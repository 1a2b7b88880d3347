//! Async completion bridge behavior: exactly-once delivery, standing error
//! sinks, terminal device-lost, and the blocking variants.

use pretty_assertions::assert_eq;

use std::cell::{Cell, RefCell};
use std::rc::Rc;

use vitro_protocol::encode::DescriptorWriter;
use vitro_protocol::heap::HeapView;
use vitro_protocol::{AdapterOptions, DeviceDescriptor, MapMode, SupportedLimits};
use vitro_webgpu::api::DeviceLost;
use vitro_webgpu::bridge::WebGpuBridge;
use vitro_webgpu::completion::{DeviceLostReason, ErrorKind, GpuError};
use vitro_webgpu::fake::FakeApi;
use vitro_webgpu::{Handle, ObjectKind, INVALID_HANDLE};

fn boundary_heap() -> (Vec<u8>, u32, u32) {
    let mut writer = DescriptorWriter::new();
    let options = writer.adapter_options(&AdapterOptions {
        power_preference: Some("high-performance"),
        force_fallback_adapter: false,
    });
    let device_desc = writer.device_descriptor(&DeviceDescriptor {
        required_limits: SupportedLimits::default(),
        default_queue_label: None,
        required_features: 0,
    });
    (writer.finish(), options, device_desc)
}

fn setup_device(bridge: &mut WebGpuBridge<FakeApi>) -> (Handle, Handle) {
    let (bytes, options, device_desc) = boundary_heap();
    let heap = HeapView::new(&bytes);
    let adapter = bridge.request_adapter_sync(&heap, options);
    assert!(adapter > 0);
    let device = bridge.adapter_request_device_sync(adapter, &heap, device_desc);
    assert!(device > 0);
    (adapter, device)
}

#[test]
fn adapter_request_refuses_to_start_without_webgpu() {
    let mut bridge = WebGpuBridge::new(FakeApi::new());
    let (bytes, options, _) = boundary_heap();
    let heap = HeapView::new(&bytes);

    bridge.api().gpu_unavailable.set(true);
    assert!(!bridge.gpu_available());
    let started = bridge.request_adapter_async(&heap, options, Box::new(|_, _| panic!()), 0);
    assert!(!started);
    assert_eq!(bridge.request_adapter_sync(&heap, options), INVALID_HANDLE);
}

#[test]
fn adapter_callback_runs_only_on_dispatch_and_only_once() {
    let mut bridge = WebGpuBridge::new(FakeApi::new());
    let (bytes, options, _) = boundary_heap();
    let heap = HeapView::new(&bytes);

    let seen: Rc<RefCell<Vec<(Handle, u64)>>> = Rc::new(RefCell::new(Vec::new()));
    let seen2 = Rc::clone(&seen);
    let started = bridge.request_adapter_async(
        &heap,
        options,
        Box::new(move |adapter, user_data| seen2.borrow_mut().push((adapter, user_data))),
        0xC0FFEE,
    );
    assert!(started);

    // Nothing runs until the event loop drains the queue.
    assert!(seen.borrow().is_empty());
    assert_eq!(bridge.dispatch_completions(), 1);
    {
        let seen = seen.borrow();
        assert_eq!(seen.len(), 1);
        let (adapter, user_data) = seen[0];
        assert!(adapter > 0);
        assert_eq!(user_data, 0xC0FFEE);
        assert_eq!(bridge.object_kind(adapter), Some(ObjectKind::Adapter));
    }
    // Exactly once: a second drain delivers nothing.
    assert_eq!(bridge.dispatch_completions(), 0);
    assert_eq!(seen.borrow().len(), 1);
}

#[test]
fn device_acquisition_registers_the_queue_as_a_derived_object() {
    let mut bridge = WebGpuBridge::new(FakeApi::new());
    let (adapter, device) = setup_device(&mut bridge);

    assert_eq!(bridge.object_kind(device), Some(ObjectKind::Device));
    let queue = bridge.device_get_queue(device);
    assert!(queue > 0);
    assert_eq!(bridge.object_kind(queue), Some(ObjectKind::Queue));

    // Device teardown cascades into its queue but not its adapter siblings.
    bridge.object_destroy(device);
    assert!(!bridge.is_valid_object(queue));
    assert!(bridge.is_valid_object(adapter));
}

#[test]
fn failed_device_request_delivers_the_invalid_handle() {
    let mut bridge = WebGpuBridge::new(FakeApi::new());
    let (adapter, _) = setup_device(&mut bridge);
    let (bytes, _, device_desc) = boundary_heap();
    let heap = HeapView::new(&bytes);

    bridge.api().fail_next_create.set(true);
    let result = Rc::new(Cell::new(Some(42)));
    let result2 = Rc::clone(&result);
    bridge.adapter_request_device_async(
        adapter,
        &heap,
        device_desc,
        Box::new(move |device, _| result2.set(Some(device))),
        0,
    );
    bridge.dispatch_completions();
    assert_eq!(result.get(), Some(INVALID_HANDLE));
}

#[test]
fn async_pipeline_compilation_reports_success_and_failure_through_one_channel() {
    let mut bridge = WebGpuBridge::new(FakeApi::new());
    let (_, device) = setup_device(&mut bridge);

    let mut writer = DescriptorWriter::new();
    let module_desc = writer.shader_module_descriptor(&vitro_protocol::ShaderModuleDescriptor {
        code: "fn main() {}",
    });
    let bytes = writer.finish();
    let heap = HeapView::new(&bytes);
    let module = bridge.device_create_shader_module(device, &heap, module_desc);
    assert!(module > 0);

    let mut writer = DescriptorWriter::new();
    let pipeline_desc = writer.render_pipeline_descriptor(&minimal_pipeline(module));
    let bytes = writer.finish();
    let heap = HeapView::new(&bytes);

    // Success: status None plus a fresh pipeline handle.
    let ok: Rc<Cell<Option<(ErrorKind, Handle)>>> = Rc::new(Cell::new(None));
    let ok2 = Rc::clone(&ok);
    bridge.device_create_render_pipeline_async(
        device,
        &heap,
        pipeline_desc,
        Box::new(move |_, status, pipeline, _| ok2.set(Some((status, pipeline)))),
        1,
    );
    bridge.dispatch_completions();
    let (status, pipeline) = ok.get().unwrap();
    assert_eq!(status, ErrorKind::None);
    assert_eq!(bridge.object_kind(pipeline), Some(ObjectKind::RenderPipeline));

    // Failure: same callback channel, classified status, no handle.
    *bridge.api().next_pipeline_error.borrow_mut() =
        Some(GpuError::validation("entry point not found"));
    let err: Rc<Cell<Option<(ErrorKind, Handle)>>> = Rc::new(Cell::new(None));
    let err2 = Rc::clone(&err);
    bridge.device_create_render_pipeline_async(
        device,
        &heap,
        pipeline_desc,
        Box::new(move |_, status, pipeline, _| err2.set(Some((status, pipeline)))),
        2,
    );
    bridge.dispatch_completions();
    assert_eq!(err.get(), Some((ErrorKind::Validation, INVALID_HANDLE)));
}

#[test]
fn error_scope_pop_classifies_the_captured_error() {
    let mut bridge = WebGpuBridge::new(FakeApi::new());
    let (_, device) = setup_device(&mut bridge);

    bridge.device_push_error_scope(device, 2); // "validation"
    assert_eq!(bridge.api().error_scope_depth(), 1);
    *bridge.api().next_scope_error.borrow_mut() =
        Some(GpuError::validation("buffer usage mismatch"));

    let seen: Rc<Cell<Option<ErrorKind>>> = Rc::new(Cell::new(None));
    let message: Rc<RefCell<Option<String>>> = Rc::new(RefCell::new(None));
    let seen2 = Rc::clone(&seen);
    let message2 = Rc::clone(&message);
    bridge.device_pop_error_scope_async(
        device,
        Box::new(move |_, status, msg, _| {
            seen2.set(Some(status));
            *message2.borrow_mut() = msg;
        }),
        0,
    );
    bridge.dispatch_completions();
    assert_eq!(seen.get(), Some(ErrorKind::Validation));
    assert_eq!(message.borrow().as_deref(), Some("buffer usage mismatch"));
    assert_eq!(bridge.api().error_scope_depth(), 0);

    // A clean pop reports the success status on the same channel.
    bridge.device_push_error_scope(device, 1); // "out-of-memory"
    let (status, msg) = bridge.device_pop_error_scope_sync(device);
    assert_eq!(status, ErrorKind::None);
    assert_eq!(msg, None);
}

#[test]
fn uncaptured_error_sink_is_a_standing_registration() {
    let mut bridge = WebGpuBridge::new(FakeApi::new());
    let (_, device) = setup_device(&mut bridge);

    let seen: Rc<RefCell<Vec<(ErrorKind, String)>>> = Rc::new(RefCell::new(Vec::new()));
    let seen2 = Rc::clone(&seen);
    bridge.device_set_uncaptured_error_callback(
        device,
        Some(Box::new(move |_, status, message, _| {
            seen2.borrow_mut().push((status, message));
        })),
        0,
    );

    bridge
        .api()
        .inject_uncaptured_error(GpuError::validation("first"));
    bridge
        .api()
        .inject_uncaptured_error(GpuError::out_of_memory("second"));
    bridge.dispatch_completions();
    bridge
        .api()
        .inject_uncaptured_error(GpuError::internal("third"));
    bridge.dispatch_completions();

    assert_eq!(
        &*seen.borrow(),
        &[
            (ErrorKind::Validation, "first".to_owned()),
            (ErrorKind::OutOfMemory, "second".to_owned()),
            (ErrorKind::Internal, "third".to_owned()),
        ]
    );
}

#[test]
fn device_lost_notification_is_terminal_and_fires_once() {
    let mut bridge = WebGpuBridge::new(FakeApi::new());
    let (_, device) = setup_device(&mut bridge);

    let seen: Rc<RefCell<Vec<(DeviceLostReason, String)>>> = Rc::new(RefCell::new(Vec::new()));
    let seen2 = Rc::clone(&seen);
    bridge.device_set_lost_callback(
        device,
        Box::new(move |_, reason, message, _| seen2.borrow_mut().push((reason, message))),
        0,
    );

    bridge.api().lose_device(DeviceLost {
        reason: DeviceLostReason::Destroyed,
        message: "device destroyed".to_owned(),
    });
    // A second loss report finds no watcher left to fire.
    bridge.api().lose_device(DeviceLost {
        reason: DeviceLostReason::Unknown,
        message: "again".to_owned(),
    });
    bridge.dispatch_completions();

    assert_eq!(
        &*seen.borrow(),
        &[(DeviceLostReason::Destroyed, "device destroyed".to_owned())]
    );
}

#[test]
fn submitted_work_done_resolves_with_the_queue_handle() {
    let mut bridge = WebGpuBridge::new(FakeApi::new());
    let (_, device) = setup_device(&mut bridge);
    let queue = bridge.device_get_queue(device);

    let seen: Rc<Cell<Option<(Handle, u64)>>> = Rc::new(Cell::new(None));
    let seen2 = Rc::clone(&seen);
    bridge.queue_on_submitted_work_done(
        queue,
        Box::new(move |queue, user_data| seen2.set(Some((queue, user_data)))),
        7,
    );
    bridge.dispatch_completions();
    assert_eq!(seen.get(), Some((queue, 7)));
}

#[test]
fn image_decode_registers_a_bitmap_usable_for_external_textures() {
    let mut bridge = WebGpuBridge::new(FakeApi::new());
    let (_, device) = setup_device(&mut bridge);
    bridge.api().image_size.set((320, 200));

    let seen: Rc<Cell<Option<(Handle, u32, u32)>>> = Rc::new(Cell::new(None));
    let seen2 = Rc::clone(&seen);
    bridge.load_image_bitmap_async(
        "https://example.test/sprite.png",
        true,
        Box::new(move |bitmap, width, height, _| seen2.set(Some((bitmap, width, height)))),
        0,
    );
    bridge.dispatch_completions();

    let (bitmap, width, height) = seen.get().unwrap();
    assert_eq!((width, height), (320, 200));
    assert_eq!(bridge.object_kind(bitmap), Some(ObjectKind::ImageBitmap));

    let external = bridge.device_import_external_texture(device, bitmap);
    assert_eq!(bridge.object_kind(external), Some(ObjectKind::ExternalTexture));
}

#[test]
fn pending_completion_still_fires_after_its_handle_is_destroyed() {
    let mut bridge = WebGpuBridge::new(FakeApi::new());
    let (_, device) = setup_device(&mut bridge);

    let mut writer = DescriptorWriter::new();
    let buffer_desc = writer.buffer_descriptor(&vitro_protocol::BufferDescriptor {
        size: 64,
        usage: vitro_protocol::BufferUsage::MAP_READ,
        mapped_at_creation: false,
    });
    let bytes = writer.finish();
    let heap = HeapView::new(&bytes);
    let buffer = bridge.device_create_buffer(device, &heap, buffer_desc);

    let seen: Rc<Cell<Option<(Handle, ErrorKind)>>> = Rc::new(Cell::new(None));
    let seen2 = Rc::clone(&seen);
    bridge.buffer_map_async(
        buffer,
        Box::new(move |buffer, status, _| seen2.set(Some((buffer, status)))),
        0,
        MapMode::READ,
        0,
        -1,
    );

    // Destruction does not cancel the pending operation; the callback is
    // delivered with the now-dangling handle.
    bridge.object_destroy(buffer);
    assert!(!bridge.is_valid_object(buffer));
    bridge.dispatch_completions();
    assert_eq!(seen.get(), Some((buffer, ErrorKind::None)));
}

#[test]
fn blocking_map_variant_reports_classified_failures() {
    let mut bridge = WebGpuBridge::new(FakeApi::new());
    let (_, device) = setup_device(&mut bridge);

    let mut writer = DescriptorWriter::new();
    let buffer_desc = writer.buffer_descriptor(&vitro_protocol::BufferDescriptor {
        size: 64,
        usage: vitro_protocol::BufferUsage::MAP_WRITE,
        mapped_at_creation: false,
    });
    let bytes = writer.finish();
    let heap = HeapView::new(&bytes);
    let buffer = bridge.device_create_buffer(device, &heap, buffer_desc);

    assert_eq!(
        bridge.buffer_map_sync(buffer, MapMode::WRITE, 0, -1),
        ErrorKind::None
    );

    *bridge.api().next_map_error.borrow_mut() = Some(GpuError::validation("already mapped"));
    assert_eq!(
        bridge.buffer_map_sync(buffer, MapMode::WRITE, 0, -1),
        ErrorKind::Validation
    );
}

fn minimal_pipeline(module: Handle) -> vitro_protocol::RenderPipelineDescriptor<'static> {
    vitro_protocol::RenderPipelineDescriptor {
        vertex: vitro_protocol::VertexState {
            module,
            entry_point: None,
            buffers: vec![],
            constants: vec![],
        },
        primitive: vitro_protocol::PrimitiveState {
            topology: Some("triangle-list"),
            strip_index_format: None,
            front_face: None,
            cull_mode: None,
            unclipped_depth: false,
        },
        depth_stencil: None,
        multisample: None,
        fragment: None,
        layout: vitro_protocol::LayoutRef::Auto,
    }
}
========================================================================
**WORK INSTRUCTIONS**
Up to and including the line with "use vitro_protocol::heap::HeapView;", repeat the data exactly, starting from its first line; nothing else belongs in the response.

**THE COMPLETED TASK**
repository 1a2b7b88880d3347
//! Async completion bridge behavior: exactly-once delivery, standing error
//! sinks, terminal device-lost, and the blocking variants.

use pretty_assertions::assert_eq;

use std::cell::{Cell, RefCell};
use std::rc::Rc;

use vitro_protocol::encode::DescriptorWriter;
use vitro_protocol::heap::HeapView;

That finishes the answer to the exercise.